Note: Results are expressed by mean ± SEM. Different letters (a, b) indicate significant differences p < 0.05, post-hoc Bonferroni. C, control; CE, control stress; HFS, high-fat-sucrose; HFSE, high-fat-sucrose-stress; PNS, prenatal stress; ↑ , increase in mRNA level; ↓ , decrease in mRNA level; Adpn, adiponutrin; Apln, apelin; Cdkn1a, cyclin-dependent kinase inhibitor 1A; Fasn, fatty acid synthase; Il6, Interleukin 6; Lep, leptin; Ppargc1a, peroxisome proliferator-activated receptor gamma, coactivator 1 alpha; Scd1, stearoyl-coenzyme A desaturase 1; 11β-hsd2, 11β-hydroxysteroid dehydrogenase 2; 11β-hsd1, 11β-hydroxysteroid dehydrogenase 1; GR, glucocorticoid receptor; MR, mineralocorticoid receptor.
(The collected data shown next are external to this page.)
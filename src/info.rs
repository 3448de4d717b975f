use std::time::Duration;

use log::debug;
use tokio::net::ToSocketAddrs;

use crate::challenge::Negotiated;
use crate::client::Client;
use crate::config::ClientConfig;
use crate::error::SourceQueryError;
use crate::packet::{RequestPacket, A2S_INFO_RESPONSE};
use crate::reader::PacketReader;
use crate::transport::Transport;

/// Server information as obtained by [query].
#[derive(Debug, Clone, PartialEq, Eq)]
pub struct ServerInfo {
    /// A2S_INFO protocol version
    pub protocol: u8,
    /// Server hostname
    pub hostname: String,
    /// Current map
    pub map: String,
    /// Location of server files
    pub folder: String,
    /// Name of game
    pub game: String,
    /// Steam ID of game
    pub game_id: u16,
    /// Current players
    pub players: u8,
    /// Max players
    pub maxplayers: u8,
    /// Current bots
    pub bots: u8,
    /// Server type:
    /// - `d`: Dedicated
    /// - `l`: Listen (non-dedicated)
    /// - `p`: SourceTV relay (proxy)
    pub server_type: char,
    /// Server environment:
    /// - `l`: Linux
    /// - `w`: Windows
    /// - `m` or `o`: Mac
    pub server_env: char,
    /// Is the server password protected?
    pub password_protected: bool,
    /// Is the server VAC enabled?
    pub vac_enabled: bool,
    /// Game version
    pub version: String,
    // TODO: parse the extra data flag fields (port, SteamID, SourceTV, keywords, GameID)
}

impl ServerInfo {
    /// Parse a final A2S_INFO payload, header included, into its [ServerInfo].
    pub fn parse(payload: &[u8]) -> Result<ServerInfo, SourceQueryError> {
        let mut reader = PacketReader::new(payload);
        // packet header and response tag were checked during negotiation
        reader.read_bytes(5)?;

        Ok(ServerInfo {
            protocol: reader.read_u8()?,
            hostname: reader.read_string()?,
            map: reader.read_string()?,
            folder: reader.read_string()?,
            game: reader.read_string()?,
            game_id: reader.read_u16()?,
            players: reader.read_u8()?,
            maxplayers: reader.read_u8()?,
            bots: reader.read_u8()?,
            server_type: char::from(reader.read_u8()?),
            server_env: char::from(reader.read_u8()?),
            password_protected: reader.read_u8()? == 1,
            vac_enabled: reader.read_u8()? == 1,
            version: reader.read_string()?,
        })
    }
}

impl<T: Transport> Client<T> {
    /// Run A2S_INFO to completion, answering up to
    /// [ClientConfig::max_challenge_rounds] challenges on the way.
    pub async fn info(&mut self) -> Result<ServerInfo, SourceQueryError> {
        let mut request = RequestPacket::info(None);
        let mut rounds: u8 = 0;

        loop {
            match self.negotiate(&request, A2S_INFO_RESPONSE).await? {
                Negotiated::Final(payload) => return ServerInfo::parse(&payload),
                Negotiated::Challenge(token) => {
                    if rounds >= self.config.max_challenge_rounds {
                        return Err(SourceQueryError::ChallengeLoop(rounds.saturating_add(1)));
                    }
                    rounds += 1;
                    debug!("answering challenge {rounds}");
                    request = request.with_challenge(token);
                }
            }
        }
    }
}

/// Query `host` with the Source Query Protocol A2S_INFO query.
///
/// If `timeout_dur` is `Some(Duration)`, each `timeout()` will use `timeout_dur`.
/// The default is 5 seconds if `timeout_dur` is `None`.
///
/// Note that this timeout duration can occur 3 times (5 if challenged):
/// - On socket connect
/// - On packet send
/// - On packet receive
/// - Twice more on another send and receive, if challenged
///
/// Example usage:
/// ```no_run
/// # async fn run() -> Result<(), rsourcequery::error::SourceQueryError> {
/// use rsourcequery::info::{query, ServerInfo};
///
/// let host: &str = "nyc-1.us.uncletopia.com:27015"; // Uncletopia New York City 4
/// let info: ServerInfo = query(host, None).await?;
/// # Ok(())
/// # }
/// ```
pub async fn query<A: ToSocketAddrs>(
    host: A,
    timeout_dur: Option<Duration>,
) -> Result<ServerInfo, SourceQueryError> {
    let config = ClientConfig::default().with_timeout(timeout_dur);
    let mut client = Client::connect(host, config).await?;
    client.info().await
}

#[cfg(test)]
mod tests {
    use super::*;

    fn info_payload() -> Vec<u8> {
        let mut data = vec![0xFF, 0xFF, 0xFF, 0xFF, A2S_INFO_RESPONSE, 17];
        data.extend_from_slice(b"Uncletopia | New York City 4\0ctf_2fort\0tf\0Team Fortress\0");
        data.extend_from_slice(&440u16.to_le_bytes());
        data.extend_from_slice(&[23, 24, 0, b'd', b'l', 0, 1]);
        data.extend_from_slice(b"8622567\0");
        data
    }

    #[test]
    fn parses_info_response() {
        let info = ServerInfo::parse(&info_payload()).unwrap();

        assert_eq!(info.protocol, 17);
        assert_eq!(info.hostname, "Uncletopia | New York City 4");
        assert_eq!(info.map, "ctf_2fort");
        assert_eq!(info.folder, "tf");
        assert_eq!(info.game, "Team Fortress");
        assert_eq!(info.game_id, 440);
        assert_eq!(info.players, 23);
        assert_eq!(info.maxplayers, 24);
        assert_eq!(info.bots, 0);
        assert_eq!(info.server_type, 'd');
        assert_eq!(info.server_env, 'l');
        assert!(!info.password_protected);
        assert!(info.vac_enabled);
        assert_eq!(info.version, "8622567");
    }

    #[test]
    fn truncated_info_is_short() {
        let payload = info_payload();
        let truncated = &payload[..payload.len() - 12];

        assert!(matches!(ServerInfo::parse(truncated), Err(SourceQueryError::ShortBuffer { .. })));
    }

    #[test]
    fn invalid_utf8_hostname() {
        let mut payload = info_payload();
        payload[6] = 0xC3;
        payload[7] = 0x28;

        assert!(matches!(ServerInfo::parse(&payload), Err(SourceQueryError::InvalidString(_))));
    }
}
Obesity-related genes in adult offspring

In this experimental model, 9 out of 48 studied genes were differentially expressed Rp WAT as a result of HFS diet or PNS in female rats (Table IV). HFS induced an increase in mRNA expression for Apelin (Apln) and Lep, and a decrease in cyclin-dependent kinase inhibitor 1A (Cdkn1a) and fatty acid synthase (Fasn). Furthermore, PNS increased mRNA expression for Fasn and stearoyl-CoA desaturase1 (Scd1), while it decreased interleukin-6 (Il6) mRNA expression levels. Statistically significant interactions between HFS diet intake and PNS were observed for adiponutrin (Adpn) and peroxisome proliferator-activated receptor-γ coactivator1-α (Ppargc1a) mRNA expression. Regarding Adpn mRNA, an increase in PNS females was observed only in rats fed with HFS diet, and for Ppargc1a mRNA, PNS increased expression only in chow-fed females.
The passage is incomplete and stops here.